| INSTRUCTIONS TO FOLLOW |
In the entries below, find each line with the string "Some" and copy it.

| ENTRIES PROVIDED |

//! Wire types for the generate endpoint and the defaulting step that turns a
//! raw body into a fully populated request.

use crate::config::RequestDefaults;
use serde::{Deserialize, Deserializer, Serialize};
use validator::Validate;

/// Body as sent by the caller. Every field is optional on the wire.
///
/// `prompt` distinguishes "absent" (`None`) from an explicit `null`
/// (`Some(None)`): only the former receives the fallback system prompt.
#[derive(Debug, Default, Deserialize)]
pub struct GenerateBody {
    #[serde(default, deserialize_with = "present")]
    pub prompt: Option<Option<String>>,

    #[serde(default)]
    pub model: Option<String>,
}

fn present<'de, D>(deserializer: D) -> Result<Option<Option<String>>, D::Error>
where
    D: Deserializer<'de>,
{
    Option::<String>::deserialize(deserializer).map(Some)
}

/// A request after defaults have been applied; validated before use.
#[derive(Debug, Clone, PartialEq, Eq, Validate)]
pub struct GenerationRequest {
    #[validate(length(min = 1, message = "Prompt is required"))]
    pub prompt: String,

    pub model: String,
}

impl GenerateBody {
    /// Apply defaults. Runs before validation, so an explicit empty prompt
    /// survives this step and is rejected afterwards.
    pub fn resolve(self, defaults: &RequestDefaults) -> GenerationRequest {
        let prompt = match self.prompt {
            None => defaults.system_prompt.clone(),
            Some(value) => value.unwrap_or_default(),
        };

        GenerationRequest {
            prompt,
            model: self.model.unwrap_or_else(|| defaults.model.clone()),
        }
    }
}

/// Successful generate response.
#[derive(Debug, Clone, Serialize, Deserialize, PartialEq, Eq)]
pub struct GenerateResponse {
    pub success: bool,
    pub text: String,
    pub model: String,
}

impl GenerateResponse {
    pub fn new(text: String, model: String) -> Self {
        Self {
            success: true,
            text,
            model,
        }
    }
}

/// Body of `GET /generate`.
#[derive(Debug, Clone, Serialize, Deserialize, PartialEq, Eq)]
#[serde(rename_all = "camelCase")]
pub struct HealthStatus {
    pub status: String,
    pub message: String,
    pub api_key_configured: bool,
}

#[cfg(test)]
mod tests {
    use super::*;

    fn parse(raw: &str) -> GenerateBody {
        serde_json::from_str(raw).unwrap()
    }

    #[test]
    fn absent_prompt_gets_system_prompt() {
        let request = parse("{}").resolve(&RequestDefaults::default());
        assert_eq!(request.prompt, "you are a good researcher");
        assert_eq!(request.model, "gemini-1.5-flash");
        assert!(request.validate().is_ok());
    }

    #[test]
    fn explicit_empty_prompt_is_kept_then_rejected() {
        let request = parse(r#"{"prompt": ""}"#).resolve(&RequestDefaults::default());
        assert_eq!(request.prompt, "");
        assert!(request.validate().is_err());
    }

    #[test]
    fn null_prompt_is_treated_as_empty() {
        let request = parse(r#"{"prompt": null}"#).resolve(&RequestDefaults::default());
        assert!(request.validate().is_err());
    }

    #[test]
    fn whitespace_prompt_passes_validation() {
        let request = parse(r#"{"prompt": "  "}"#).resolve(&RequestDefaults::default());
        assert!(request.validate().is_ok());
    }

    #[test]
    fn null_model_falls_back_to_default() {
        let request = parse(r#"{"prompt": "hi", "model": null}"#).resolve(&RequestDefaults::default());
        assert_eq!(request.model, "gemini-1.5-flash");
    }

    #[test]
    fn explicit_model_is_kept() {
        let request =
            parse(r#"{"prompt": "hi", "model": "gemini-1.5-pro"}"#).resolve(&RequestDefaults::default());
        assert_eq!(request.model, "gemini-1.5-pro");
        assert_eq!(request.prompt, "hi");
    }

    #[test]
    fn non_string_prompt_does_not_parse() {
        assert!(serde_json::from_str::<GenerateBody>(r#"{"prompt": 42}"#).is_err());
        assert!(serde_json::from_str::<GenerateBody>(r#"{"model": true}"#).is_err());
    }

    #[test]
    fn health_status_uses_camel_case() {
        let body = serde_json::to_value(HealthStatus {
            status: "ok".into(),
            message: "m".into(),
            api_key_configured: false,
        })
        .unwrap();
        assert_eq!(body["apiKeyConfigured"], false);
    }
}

---

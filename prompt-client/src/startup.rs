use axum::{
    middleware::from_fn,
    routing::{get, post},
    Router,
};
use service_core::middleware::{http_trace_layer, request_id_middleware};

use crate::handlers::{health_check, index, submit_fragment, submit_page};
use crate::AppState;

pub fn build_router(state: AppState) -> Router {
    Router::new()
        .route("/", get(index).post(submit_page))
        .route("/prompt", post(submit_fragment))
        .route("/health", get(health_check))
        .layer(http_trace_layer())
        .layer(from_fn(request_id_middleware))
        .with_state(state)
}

| FINISHED EXERCISE |
/// (`Some(None)`): only the former receives the fallback system prompt.
    Option::<String>::deserialize(deserializer).map(Some)
            Some(value) => value.unwrap_or_default(),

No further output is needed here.